The difference between you (fully listening) and other listeners (with minds wandering) would be so noticeable as to be startling.
Why is this important? Because your overall effectiveness in life depends on your ability to deal with people well. This discipline of listening will send your ability with people into another league entirely!
A man once said of Sigmund Freud, "He struck me so forcibly that I shall never forget him. His eyes were mild and genial. His voice was low and kind. His gestures were few. But the attention he gave me, his appreciation of what I said, even when I said it badly, was extraordinary. You've no idea what it meant to be listened to like that."
Fully concentrating your attention on the speaker is only the beginning of better listening. It's a necessary first step, like the undercoat of a painting, but it's only the start.
To be a first-class listener, you'd encourage the speaker, you'd let her know with your nods and expressions and body language that you appreciate what she's saying, that you enjoy the conversation, and most of all, that you respect her.
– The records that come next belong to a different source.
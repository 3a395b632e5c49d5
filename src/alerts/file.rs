//! JSON-lines file alert sink. No throttling of its own — intended to run
//! alongside [`crate::alerts::stdout::StdoutAlertManager`] as a durable,
//! unfiltered record of every alert that made it past that sink's throttle.

use std::fs::{File, OpenOptions};
use std::io::{BufWriter, Write};
use std::path::Path;

use crate::alerts::{Alert, AlertManager};

pub struct FileAlertManager {
    writer: BufWriter<File>,
}

impl FileAlertManager {
    pub fn new(path: impl AsRef<Path>) -> std::io::Result<Self> {
        let file = OpenOptions::new().create(true).append(true).open(path)?;
        Ok(Self {
            writer: BufWriter::new(file),
        })
    }
}

impl AlertManager for FileAlertManager {
    fn record_alert(&mut self, alert: Alert) -> bool {
        match serde_json::to_string(&alert) {
            Ok(line) => {
                let _ = writeln!(self.writer, "{line}");
                true
            }
            Err(e) => {
                tracing::warn!(error = %e, "failed to serialize alert for file sink");
                false
            }
        }
    }

    fn flush(&mut self) -> std::io::Result<()> {
        self.writer.flush()
    }
}

#[cfg(test)]
mod tests {
    use super::*;
    use crate::alerts::{AlertAction, AlertTier};

    #[test]
    fn writes_one_json_line_per_alert() {
        let dir = tempfile::tempdir().unwrap();
        let path = dir.path().join("alerts.jsonl");
        let mut mgr = FileAlertManager::new(&path).unwrap();

        let alert = Alert {
            event_timestamp_ms: 1000,
            source_ip: "1.2.3.4".to_string(),
            alert_reason: "test".to_string(),
            detection_tier: AlertTier::Tier2Statistical,
            action: AlertAction::Log,
            normalized_score: 42.0,
            offending_key_identifier: String::new(),
            associated_log_line: None,
            raw_log_trigger_sample: None,
            ml_feature_contribution: None,
            event_context: None,
        };
        assert!(mgr.record_alert(alert));
        mgr.flush().unwrap();

        let contents = std::fs::read_to_string(&path).unwrap();
        assert_eq!(contents.lines().count(), 1);
        assert!(contents.contains("\"source_ip\":\"1.2.3.4\""));
    }
}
When you listen this way, you won't be silent. You won't be passive. On the contrary, you'll be exerting yourself because you need to be doing several things simultaneously: You're taking in the information; you're picking up on the emotional significance being communicated; you're letting the speaker know that you understand and appreciate what she's saying-and you're doing all this without interrupting her flow of speech.
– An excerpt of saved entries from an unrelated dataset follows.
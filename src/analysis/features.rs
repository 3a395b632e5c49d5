//! Fixed-position feature vector handed to the tier-3 model.
//!
//! Position in the vector is part of the model's contract: a retrained or
//! swapped-in model must agree on this ordering.

use serde::{Deserialize, Serialize};

#[derive(Debug, Clone, Copy, PartialEq, Eq)]
#[repr(usize)]
pub enum FeatureIndex {
    RequestTimeZScore = 0,
    BytesZScore = 1,
    ErrorRateZScore = 2,
    RequestVolumeZScore = 3,
    PathRequestTimeZScore = 4,
    PathBytesZScore = 5,
    HtmlAssetRatio = 6,
    PostToGetRatio = 7,
    UaChangesInSession = 8,
    IsNewPath = 9,
    IsKnownBadUa = 10,
    IsHeadlessUa = 11,
}

pub const FEATURE_COUNT: usize = 12;

/// Normalize an unbounded z-score-like value into `(-1, 1)` via `tanh`,
/// keeping the feature vector's magnitude stable across metric kinds with
/// wildly different scales.
pub fn normalize(value: f64) -> f64 {
    value.tanh()
}

#[derive(Debug, Clone, Serialize, Deserialize)]
pub struct FeatureVector {
    pub values: [f64; FEATURE_COUNT],
}

impl FeatureVector {
    pub fn zeroed() -> Self {
        Self {
            values: [0.0; FEATURE_COUNT],
        }
    }

    pub fn set(&mut self, index: FeatureIndex, value: f64) {
        self.values[index as usize] = value;
    }

    pub fn get(&self, index: FeatureIndex) -> f64 {
        self.values[index as usize]
    }
}

#[cfg(test)]
mod tests {
    use super::*;

    #[test]
    fn normalize_bounds_large_values() {
        assert!(normalize(1000.0) < 1.0);
        assert!(normalize(-1000.0) > -1.0);
    }

    #[test]
    fn set_and_get_round_trip() {
        let mut fv = FeatureVector::zeroed();
        fv.set(FeatureIndex::BytesZScore, 0.42);
        assert_eq!(fv.get(FeatureIndex::BytesZScore), 0.42);
    }
}
//! Anomaly Detection Configuration Module
//!
//! Provides per-deployment configuration loaded from TOML files, replacing
//! hardcoded detection thresholds with operator-tunable values.
//!
//! ## Loading Order
//!
//! 1. `ANOMALY_CONFIG` environment variable (path to TOML file)
//! 2. `anomaly_config.toml` in the current working directory
//! 3. Built-in defaults
//!
//! ## Usage
//!
//! Call `config::init()` once at startup, then `config::get()` anywhere:
//!
//! ```ignore
//! // In main():
//! config::init(AnomalyConfig::load());
//!
//! // Anywhere in the codebase:
//! let threshold = config::get().tier1.max_requests_per_ip_in_window;
//! ```

mod anomaly_config;
pub mod defaults;
pub mod validation;

pub use anomaly_config::*;

use std::sync::OnceLock;

/// Global anomaly-detection configuration, initialized once at startup.
static ANOMALY_CONFIG: OnceLock<AnomalyConfig> = OnceLock::new();

/// Initialize the global configuration.
///
/// Must be called exactly once before any calls to `get()`.
pub fn init(config: AnomalyConfig) {
    if ANOMALY_CONFIG.set(config).is_err() {
        tracing::warn!("config::init() called more than once — ignoring");
    }
}

/// Get a reference to the global configuration.
///
/// Panics if `init()` has not been called. This is by design — a missing
/// config is a fatal startup error, not a recoverable condition.
pub fn get() -> &'static AnomalyConfig {
    ANOMALY_CONFIG
        .get()
        .expect("config::get() called before config::init() — this is a startup bug")
}

/// Check whether the config has been initialized.
///
/// Useful for tests and optional config paths.
pub fn is_initialized() -> bool {
    ANOMALY_CONFIG.get().is_some()
}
Also, when you're listening well, you're asking the person questions that she'll enjoy answering or questions that she'll find valuable to answer; you're helping her clarify what she's saying so she's left with more understanding about herself after she's done talking with you; and you're communicating silently to the speaker that you respect what she's saying, even when you disagree.
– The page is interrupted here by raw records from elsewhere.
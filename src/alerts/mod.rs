//! Alert types and the sink trait that emits them.

pub mod file;
pub mod stdout;

use std::collections::HashMap;

use serde::{Deserialize, Serialize};

#[derive(Debug, Clone, Copy, PartialEq, Eq, Serialize, Deserialize)]
pub enum AlertTier {
    Tier1Heuristic,
    Tier2Statistical,
    Tier3Ml,
    Tier4Dynamic,
}

#[derive(Debug, Clone, Copy, PartialEq, Eq, PartialOrd, Ord, Serialize, Deserialize)]
#[repr(u8)]
pub enum AlertAction {
    NoAction = 0,
    Log = 1,
    Challenge = 2,
    RateLimit = 3,
    Block = 4,
}

impl AlertAction {
    /// Maps a normalized `0..=100` score into an action. Thresholds:
    /// `< 20` no action, `< 40` log, `< 60` challenge, `< 80` rate-limit,
    /// else block.
    pub fn from_score(score: f64) -> Self {
        if score < 20.0 {
            AlertAction::NoAction
        } else if score < 40.0 {
            AlertAction::Log
        } else if score < 60.0 {
            AlertAction::Challenge
        } else if score < 80.0 {
            AlertAction::RateLimit
        } else {
            AlertAction::Block
        }
    }
}

#[derive(Debug, Clone, Serialize, Deserialize)]
pub struct Alert {
    pub event_timestamp_ms: u64,
    pub source_ip: String,
    pub alert_reason: String,
    pub detection_tier: AlertTier,
    pub action: AlertAction,
    pub normalized_score: f64,
    pub offending_key_identifier: String,
    pub associated_log_line: Option<String>,
    pub raw_log_trigger_sample: Option<String>,
    pub ml_feature_contribution: Option<HashMap<String, f64>>,
    pub event_context: Option<String>,
}

/// Formats a truncated log-line sample the same way the human-readable
/// sink does, so both sinks agree on what "sample" means.
pub fn truncate_sample(raw: &str, max_len: usize) -> String {
    if raw.chars().count() <= max_len {
        raw.to_string()
    } else {
        let truncated: String = raw.chars().take(max_len).collect();
        format!("{truncated}...")
    }
}

pub trait AlertManager: Send + Sync {
    /// Record `alert`, subject to the sink's own throttling policy.
    /// Returns `true` if the alert was actually emitted (not suppressed).
    fn record_alert(&mut self, alert: Alert) -> bool;

    /// Flush any buffered output (e.g. a file sink's writer).
    fn flush(&mut self) -> std::io::Result<()>;
}

/// `(source_ip, alert_reason)` throttle key, matching the source's
/// `"IP:RuleReason"` convention.
pub fn throttle_key(source_ip: &str, alert_reason: &str) -> String {
    format!("{source_ip}:{alert_reason}")
}

#[cfg(test)]
mod tests {
    use super::*;

    #[test]
    fn action_thresholds_partition_the_score_range() {
        assert_eq!(AlertAction::from_score(0.0), AlertAction::NoAction);
        assert_eq!(AlertAction::from_score(25.0), AlertAction::Log);
        assert_eq!(AlertAction::from_score(45.0), AlertAction::Challenge);
        assert_eq!(AlertAction::from_score(65.0), AlertAction::RateLimit);
        assert_eq!(AlertAction::from_score(95.0), AlertAction::Block);
    }

    #[test]
    fn sample_truncation_adds_ellipsis_marker() {
        let long = "a".repeat(150);
        let truncated = truncate_sample(&long, 100);
        assert!(truncated.ends_with("..."));
        assert_eq!(truncated.chars().count(), 103);
    }

    #[test]
    fn sample_under_limit_is_unchanged() {
        assert_eq!(truncate_sample("short", 100), "short");
    }
}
When you do disagree, learn to avoid making a direct assertion that disagrees or invalidates her ideas. Instead, learn to say, "I feel that such and such is the case. I may be wrong but I got my information in this magazine (or wherever you got it)."
This is a lot to do simultaneously. It's not easy. It's a discipline. Treat it like any other difficult skill and practice, practice, practice. The benefits to the person speaking are the satisfaction of being heard and understood. The person gets the joy of intimacy, a feeling of closeness, and the rare experience of talking with someone who really cares.
And what about you? You'll become a better person by practicing this discipline — you'll grow stronger and more perceptive. You'll improve your ability to concentrate. Your relationships will be more strongly bonded. You'll understand more about the people in your life. So practice listening. It will teach you about yourself and other people, and you'll win loyal allies and lifelong friends.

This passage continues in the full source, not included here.